DIRECTIONS: Please retype the data in full, exactly as given.

[AVAILABLE DATA — start]

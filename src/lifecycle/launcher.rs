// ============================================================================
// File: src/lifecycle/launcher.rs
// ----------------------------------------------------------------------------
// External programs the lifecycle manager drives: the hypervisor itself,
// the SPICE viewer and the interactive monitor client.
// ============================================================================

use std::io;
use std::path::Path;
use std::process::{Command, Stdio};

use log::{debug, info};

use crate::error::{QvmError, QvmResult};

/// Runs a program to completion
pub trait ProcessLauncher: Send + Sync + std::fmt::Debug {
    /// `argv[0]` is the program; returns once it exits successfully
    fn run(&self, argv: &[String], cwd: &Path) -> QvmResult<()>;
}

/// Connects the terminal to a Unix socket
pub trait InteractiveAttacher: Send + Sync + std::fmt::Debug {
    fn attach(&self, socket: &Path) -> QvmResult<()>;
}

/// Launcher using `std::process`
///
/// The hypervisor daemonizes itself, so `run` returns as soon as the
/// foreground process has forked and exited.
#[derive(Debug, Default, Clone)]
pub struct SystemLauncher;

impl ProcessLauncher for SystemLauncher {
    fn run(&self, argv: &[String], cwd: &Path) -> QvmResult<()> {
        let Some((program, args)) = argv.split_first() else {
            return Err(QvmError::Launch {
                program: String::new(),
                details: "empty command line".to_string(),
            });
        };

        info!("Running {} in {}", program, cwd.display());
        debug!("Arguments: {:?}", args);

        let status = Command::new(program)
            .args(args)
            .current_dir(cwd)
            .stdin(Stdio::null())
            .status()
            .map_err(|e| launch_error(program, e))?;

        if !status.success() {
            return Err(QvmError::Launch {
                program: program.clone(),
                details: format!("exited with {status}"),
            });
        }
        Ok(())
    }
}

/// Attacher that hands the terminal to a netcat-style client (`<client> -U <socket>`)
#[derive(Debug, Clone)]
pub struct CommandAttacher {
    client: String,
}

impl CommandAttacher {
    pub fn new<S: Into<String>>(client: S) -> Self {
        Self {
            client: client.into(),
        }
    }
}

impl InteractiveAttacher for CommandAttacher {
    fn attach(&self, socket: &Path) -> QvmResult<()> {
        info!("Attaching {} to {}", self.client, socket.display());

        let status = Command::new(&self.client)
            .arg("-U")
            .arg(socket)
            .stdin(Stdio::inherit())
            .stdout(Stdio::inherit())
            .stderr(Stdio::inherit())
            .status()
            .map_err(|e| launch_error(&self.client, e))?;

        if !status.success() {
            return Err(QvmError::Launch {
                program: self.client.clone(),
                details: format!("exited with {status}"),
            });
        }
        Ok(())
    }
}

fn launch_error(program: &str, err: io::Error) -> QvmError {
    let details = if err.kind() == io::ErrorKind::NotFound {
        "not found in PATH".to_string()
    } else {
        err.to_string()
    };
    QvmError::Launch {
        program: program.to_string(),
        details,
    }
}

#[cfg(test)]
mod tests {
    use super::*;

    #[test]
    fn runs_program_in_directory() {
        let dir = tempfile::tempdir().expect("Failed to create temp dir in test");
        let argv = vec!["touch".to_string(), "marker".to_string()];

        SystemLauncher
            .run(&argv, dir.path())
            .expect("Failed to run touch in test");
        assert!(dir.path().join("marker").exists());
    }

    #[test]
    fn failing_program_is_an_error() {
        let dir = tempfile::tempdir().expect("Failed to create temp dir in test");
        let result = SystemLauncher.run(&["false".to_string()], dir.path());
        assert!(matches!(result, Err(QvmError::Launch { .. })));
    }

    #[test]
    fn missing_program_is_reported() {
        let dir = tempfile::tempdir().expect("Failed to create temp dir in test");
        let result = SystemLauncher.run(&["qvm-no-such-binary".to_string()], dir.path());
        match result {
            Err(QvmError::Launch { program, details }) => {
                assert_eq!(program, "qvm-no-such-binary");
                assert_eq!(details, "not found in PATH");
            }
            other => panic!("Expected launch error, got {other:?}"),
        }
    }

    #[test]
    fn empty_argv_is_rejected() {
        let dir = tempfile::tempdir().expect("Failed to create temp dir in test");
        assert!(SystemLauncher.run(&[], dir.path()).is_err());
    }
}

[AVAILABLE DATA — finish]

EXERCISE OUTPUT:
filename src/lifecycle/launcher.rs
// ============================================================================
// File: src/lifecycle/launcher.rs
// ----------------------------------------------------------------------------
// External programs the lifecycle manager drives: the hypervisor itself,
// the SPICE viewer and the interactive monitor client.
// ============================================================================

use std::io;
use std::path::Path;
use std::process::{Command, Stdio};

use log::{debug, info};

use crate::error::{QvmError, QvmResult};

/// Runs a program to completion
pub trait ProcessLauncher: Send + Sync + std::fmt::Debug {
    /// `argv[0]` is the program; returns once it exits successfully
    fn run(&self, argv: &[String], cwd: &Path) -> QvmResult<()>;
}

/// Connects the terminal to a Unix socket
pub trait InteractiveAttacher: Send + Sync + std::fmt::Debug {
    fn attach(&self, socket: &Path) -> QvmResult<()>;
}

/// Launcher using `std::process`
///
/// The hypervisor daemonizes itself, so `run` returns as soon as the
/// foreground process has forked and exited.
#[derive(Debug, Default, Clone)]
pub struct SystemLauncher;

impl ProcessLauncher for SystemLauncher {
    fn run(&self, argv: &[String], cwd: &Path) -> QvmResult<()> {
        let Some((program, args)) = argv.split_first() else {
            return Err(QvmError::Launch {
                program: String::new(),
                details: "empty command line".to_string(),
            });
        };

        info!("Running {} in {}", program, cwd.display());
        debug!("Arguments: {:?}", args);

        let status = Command::new(program)
            .args(args)
            .current_dir(cwd)
            .stdin(Stdio::null())
            .status()
            .map_err(|e| launch_error(program, e))?;

        if !status.success() {
            return Err(QvmError::Launch {
                program: program.clone(),
                details: format!("exited with {status}"),
            });
        }
        Ok(())
    }
}

/// Attacher that hands the terminal to a netcat-style client (`<client> -U <socket>`)
#[derive(Debug, Clone)]
pub struct CommandAttacher {
    client: String,
}

impl CommandAttacher {
    pub fn new<S: Into<String>>(client: S) -> Self {
        Self {
            client: client.into(),
        }
    }
}

impl InteractiveAttacher for CommandAttacher {
    fn attach(&self, socket: &Path) -> QvmResult<()> {
        info!("Attaching {} to {}", self.client, socket.display());

        let status = Command::new(&self.client)
            .arg("-U")
            .arg(socket)
            .stdin(Stdio::inherit())
            .stdout(Stdio::inherit())
            .stderr(Stdio::inherit())
            .status()
            .map_err(|e| launch_error(&self.client, e))?;

        if !status.success() {
            return Err(QvmError::Launch {
                program: self.client.clone(),
                details: format!("exited with {status}"),
            });
        }
        Ok(())
    }
}

fn launch_error(program: &str, err: io::Error) -> QvmError {
    let details = if err.kind() == io::ErrorKind::NotFound {
        "not found in PATH".to_string()
    } else {
        err.to_string()
    };
    QvmError::Launch {
        program: program.to_string(),
        details,
    }
}

#[cfg(test)]
mod tests {
    use super::*;

    #[test]
    fn runs_program_in_directory() {
        let dir = tempfile::tempdir().expect("Failed to create temp dir in test");
        let argv = vec!["touch".to_string(), "marker".to_string()];

        SystemLauncher
            .run(&argv, dir.path())
            .expect("Failed to run touch in test");
        assert!(dir.path().join("marker").exists());
    }

    #[test]
    fn failing_program_is_an_error() {
        let dir = tempfile::tempdir().expect("Failed to create temp dir in test");
        let result = SystemLauncher.run(&["false".to_string()], dir.path());
        assert!(matches!(result, Err(QvmError::Launch { .. })));
    }

    #[test]
    fn missing_program_is_reported() {
        let dir = tempfile::tempdir().expect("Failed to create temp dir in test");
        let result = SystemLauncher.run(&["qvm-no-such-binary".to_string()], dir.path());
        match result {
            Err(QvmError::Launch { program, details }) => {
                assert_eq!(program, "qvm-no-such-binary");
                assert_eq!(details, "not found in PATH");
            }
            other => panic!("Expected launch error, got {other:?}"),
        }
    }

    #[test]
    fn empty_argv_is_rejected() {
        let dir = tempfile::tempdir().expect("Failed to create temp dir in test");
        assert!(SystemLauncher.run(&[], dir.path()).is_err());
    }
}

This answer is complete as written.